### [TASK INSTRUCTIONS]
Your answer should consist only of the lines below from the one with "of the taxonomy" through the one with "pub enum ErrorKind", copied exactly.

(DATA SECTION Opens)

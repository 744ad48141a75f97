// Error Kind - construction presets of the taxonomy

use serde::{Deserialize, Serialize};

use super::constants::{DEFAULT_ROUTE_STATUS, SERVER_ERROR_STATUS};
use super::level::Level;

/// Tag naming which preset built a [`ReportableError`](super::ReportableError).
///
/// Every preset is "base shape + forced level + extra data fields"; the tag
/// only records which of those rules applied.
#[derive(Debug, Clone, Copy, PartialEq, Eq, Hash, Serialize, Deserialize)]
#[serde(rename_all = "snake_case")]
pub enum ErrorKind {
    /// Plain error, no forced level
    Base,
    /// Always reported at `warn`
    Warning,
    /// Always reported at `critical`
    Critical,
    /// Worker/task failure carrying `data.queue` and `data.job`
    Worker,
    /// Worker failure that is unrecoverable for its job
    WorkerStop,
    /// Worker failure reported at `warn`
    WorkerWarning,
    /// Worker stop caused by a malformed job
    InvalidJob,
    /// HTTP route failure; level derived from the status code
    Route,
}

impl ErrorKind {
    /// Level this kind imposes at construction, overriding caller hints
    pub fn forced_level(self, status_code: Option<u16>) -> Option<Level> {
        match self {
            ErrorKind::Warning | ErrorKind::WorkerWarning => Some(Level::Warn),
            ErrorKind::Critical => Some(Level::Critical),
            ErrorKind::Route => {
                let status = status_code.unwrap_or(DEFAULT_ROUTE_STATUS);
                if status >= SERVER_ERROR_STATUS {
                    Some(Level::Error)
                } else {
                    Some(Level::Warn)
                }
            }
            ErrorKind::Base
            | ErrorKind::Worker
            | ErrorKind::WorkerStop
            | ErrorKind::InvalidJob => None,
        }
    }

    /// Whether errors of this kind carry queue/job context
    pub fn is_worker(self) -> bool {
        matches!(
            self,
            ErrorKind::Worker | ErrorKind::WorkerStop | ErrorKind::WorkerWarning | ErrorKind::InvalidJob
        )
    }

    /// Whether the job that raised this error should not be retried
    pub fn is_unrecoverable(self) -> bool {
        matches!(self, ErrorKind::WorkerStop | ErrorKind::InvalidJob)
    }

    pub fn name(self) -> &'static str {
        match self {
            ErrorKind::Base => "BaseError",
            ErrorKind::Warning => "Warning",
            ErrorKind::Critical => "CriticalError",
            ErrorKind::Worker => "WorkerError",
            ErrorKind::WorkerStop => "WorkerStopError",
            ErrorKind::WorkerWarning => "WorkerWarning",
            ErrorKind::InvalidJob => "InvalidJobError",
            ErrorKind::Route => "RouteError",
        }
    }
}

impl std::fmt::Display for ErrorKind {
    fn fmt(&self, f: &mut std::fmt::Formatter<'_>) -> std::fmt::Result {
        f.write_str(self.name())
    }
}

(DATA SECTION Closes)

### [SOLUTION TO THIS PROBLEM]
// Error Kind - construction presets of the taxonomy

use serde::{Deserialize, Serialize};

use super::constants::{DEFAULT_ROUTE_STATUS, SERVER_ERROR_STATUS};
use super::level::Level;

/// Tag naming which preset built a [`ReportableError`](super::ReportableError).
///
/// Every preset is "base shape + forced level + extra data fields"; the tag
/// only records which of those rules applied.
#[derive(Debug, Clone, Copy, PartialEq, Eq, Hash, Serialize, Deserialize)]
#[serde(rename_all = "snake_case")]
pub enum ErrorKind {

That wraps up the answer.